I have to admit that, prior to reading his essay, “What Happened at Lydda,” I had never read anything by Martin Kramer. But I had heard that he was a serious Middle East scholar, albeit of subjects far removed from the 1948 war. His essay, however, is imbued with clear political purpose—“Israel is defined by much of liberal opinion as an ‘occupier,’” Kramer writes at one point in an essay that ostensibly deals with July 1948—and thus smacks more of propaganda than of history (even though the minutiae of his criticism of Ari Shavit’s manipulation of texts and facts regarding one minor episode in the war—what happened at a mosque in Lydda on July 12, 1948—are illuminating, if not so much about the war as about Shavit).

In my response in Mosaic to Kramer’s essay, I argued that “disproportion” speaks “massacre.” Kramer has now replied to my argument in a manner disingenuous if not forthrightly mendacious. Yes, in contemporary warfare between advanced technological societies and Third World societies—the U.S. versus Iraq, for example, or Israel versus Hamas—the application of air power and sophisticated artillery by a Western power can lead to completely disproportionate losses on the part of ill-armed Arab ground forces, and these do not necessarily speak of massacre. But in the Israeli-Arab war of 1948, two or more relatively primitive armies came to grips. When, in a specific battlefield, one side was more powerful than the other, a “disproportion” in losses might arise. That happened, for example, in the successive battles between the Haganah/IDF and Jordan’s Arab Legion at Latrun in May-June 1948, where many more Israelis died than Jordanians due to the Legion’s efficient use of its mortars and 75-mm artillery batteries and to Israeli paucity in or misuse of heavy weaponry. But when the disproportion is 250:0 or 250:2, as occurred, according to contemporary IDF documents, between the IDF and the Lydda townspeople, some of them armed, on July 12 of the same year, then “battle” is surely not the name of the game; “massacre” is more like it.

To Kramer, this was a “battle with two sides.” And now, to mislead his readers, he says in his reply that there was indeed a “battle”—between the Yiftah-brigade soldiers and the two or three Jordanian armored cars that had penetrated Lydda. But that is not at issue. Sure, there was an Israeli-Jordanian battle (or, more accurately, a skirmish, in which there were Israeli casualties) around noon on July 12. But the question is whether what transpired afterward, between the townspeople, some of whom sniped at the Israelis, and the Yiftah troops—an action that ended in 250 dead townspeople–was a battle. Given the vanishingly small number of Israeli losses, “battle” is a tendentious misnomer, Kramer’s sophistry and verbal acrobatics notwithstanding.

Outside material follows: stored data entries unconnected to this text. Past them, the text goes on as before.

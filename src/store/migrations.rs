//! Version-tracked database migrations for the libSQL backend.
//!
//! Each migration has a version number and SQL. `run_migrations()` checks
//! the current version and applies only the new ones sequentially.

use libsql::Connection;

use crate::error::DatabaseError;

/// A single migration step.
struct Migration {
    version: i64,
    name: &'static str,
    sql: &'static str,
}

/// All migrations in order. Add new versions to the end.
static MIGRATIONS: &[Migration] = &[
    Migration {
        version: 1,
        name: "entity_graph",
        sql: r#"
            CREATE TABLE IF NOT EXISTS organizations (
                id TEXT PRIMARY KEY,
                name TEXT NOT NULL,
                created_at TEXT NOT NULL,
                updated_at TEXT NOT NULL
            );

            CREATE TABLE IF NOT EXISTS users (
                id TEXT PRIMARY KEY,
                name TEXT NOT NULL,
                email TEXT NOT NULL,
                is_active INTEGER NOT NULL DEFAULT 1,
                created_at TEXT NOT NULL,
                updated_at TEXT NOT NULL
            );
            CREATE INDEX IF NOT EXISTS idx_users_active ON users(is_active);

            CREATE TABLE IF NOT EXISTS organization_members (
                organization_id TEXT NOT NULL REFERENCES organizations(id) ON DELETE CASCADE,
                user_id TEXT NOT NULL REFERENCES users(id) ON DELETE CASCADE,
                PRIMARY KEY (organization_id, user_id)
            );
            CREATE INDEX IF NOT EXISTS idx_organization_members_user
                ON organization_members(user_id);

            CREATE TABLE IF NOT EXISTS work_item_groups (
                id TEXT PRIMARY KEY,
                name TEXT NOT NULL,
                organization_id TEXT NOT NULL REFERENCES organizations(id),
                is_deleted INTEGER NOT NULL DEFAULT 0,
                created_at TEXT NOT NULL,
                last_updated TEXT NOT NULL
            );
            CREATE INDEX IF NOT EXISTS idx_work_item_groups_org
                ON work_item_groups(organization_id);

            CREATE TABLE IF NOT EXISTS group_co_workers (
                group_id TEXT NOT NULL REFERENCES work_item_groups(id) ON DELETE CASCADE,
                user_id TEXT NOT NULL REFERENCES users(id) ON DELETE CASCADE,
                PRIMARY KEY (group_id, user_id)
            );
            CREATE INDEX IF NOT EXISTS idx_group_co_workers_user ON group_co_workers(user_id);

            CREATE TABLE IF NOT EXISTS work_items (
                id TEXT PRIMARY KEY,
                title TEXT NOT NULL,
                state TEXT NOT NULL DEFAULT '',
                assignee_id TEXT REFERENCES users(id),
                work_item_group_id TEXT NOT NULL REFERENCES work_item_groups(id),
                is_deleted INTEGER NOT NULL DEFAULT 0,
                properties TEXT NOT NULL DEFAULT '{}',
                created_at TEXT NOT NULL,
                updated_at TEXT NOT NULL
            );
            CREATE INDEX IF NOT EXISTS idx_work_items_group
                ON work_items(work_item_group_id, is_deleted);
            CREATE INDEX IF NOT EXISTS idx_work_items_assignee ON work_items(assignee_id);
        "#,
    },
    Migration {
        version: 2,
        name: "user_preferences",
        sql: r#"
            CREATE TABLE IF NOT EXISTS user_preferences (
                user_id TEXT PRIMARY KEY,
                column_order TEXT NOT NULL DEFAULT '[]',
                updated_at TEXT NOT NULL
            );
        "#,
    },
];

/// Run all pending migrations against the given connection.
///
/// Creates the `_migrations` table if it doesn't exist and turns on
/// foreign-key enforcement for the connection.
pub async fn run_migrations(conn: &Connection) -> Result<(), DatabaseError> {
    conn.execute_batch("PRAGMA foreign_keys = ON;")
        .await
        .map_err(|e| DatabaseError::Migration(format!("Failed to enable foreign keys: {e}")))?;

    conn.execute(
        "CREATE TABLE IF NOT EXISTS _migrations (
            version INTEGER PRIMARY KEY,
            name TEXT NOT NULL,
            applied_at TEXT NOT NULL DEFAULT (datetime('now'))
        )",
        (),
    )
    .await
    .map_err(|e| DatabaseError::Migration(format!("Failed to create _migrations table: {e}")))?;

    let current_version = get_current_version(conn).await?;

    for migration in MIGRATIONS {
        if migration.version > current_version {
            tracing::info!(
                version = migration.version,
                name = migration.name,
                "Applying migration"
            );
            conn.execute_batch(migration.sql).await.map_err(|e| {
                DatabaseError::Migration(format!(
                    "Migration V{} ({}) failed: {e}",
                    migration.version, migration.name
                ))
            })?;
            seed_version(conn, migration.version, migration.name).await?;
        }
    }

    let version = get_current_version(conn).await?;
    tracing::info!(version, "Database migrations complete");
    Ok(())
}

/// Get the highest applied migration version, or 0 if none.
async fn get_current_version(conn: &Connection) -> Result<i64, DatabaseError> {
    let mut rows = conn
        .query("SELECT COALESCE(MAX(version), 0) FROM _migrations", ())
        .await
        .map_err(|e| DatabaseError::Migration(format!("Failed to query migration version: {e}")))?;

    let row = rows
        .next()
        .await
        .map_err(|e| DatabaseError::Migration(format!("Failed to read migration version: {e}")))?;

    match row {
        Some(row) => {
            let version: i64 = row.get(0).map_err(|e| {
                DatabaseError::Migration(format!("Failed to parse migration version: {e}"))
            })?;
            Ok(version)
        }
        None => Ok(0),
    }
}

/// Insert a version record into `_migrations`.
async fn seed_version(conn: &Connection, version: i64, name: &str) -> Result<(), DatabaseError> {
    conn.execute(
        "INSERT OR IGNORE INTO _migrations (version, name) VALUES (?1, ?2)",
        libsql::params![version, name],
    )
    .await
    .map_err(|e| DatabaseError::Migration(format!("Failed to record migration V{version}: {e}")))?;
    Ok(())
}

In his reply, Kramer dredges up new oral testimony about what happened at the small mosque. (I bow to Kramer’s expertise in Arabic as to how the name of the mosque should be transliterated.) But this testimony still fails to prove that anyone from within the mosque threw a grenade at the Israeli troops outside, triggering the IDF rocketing of those inside. Anyway, the event at the mosque was merely one (small) part of the Lydda massacre that afternoon (“small” insofar as it accounted, reportedly, for only 30 to 70 of the 250 Arab dead).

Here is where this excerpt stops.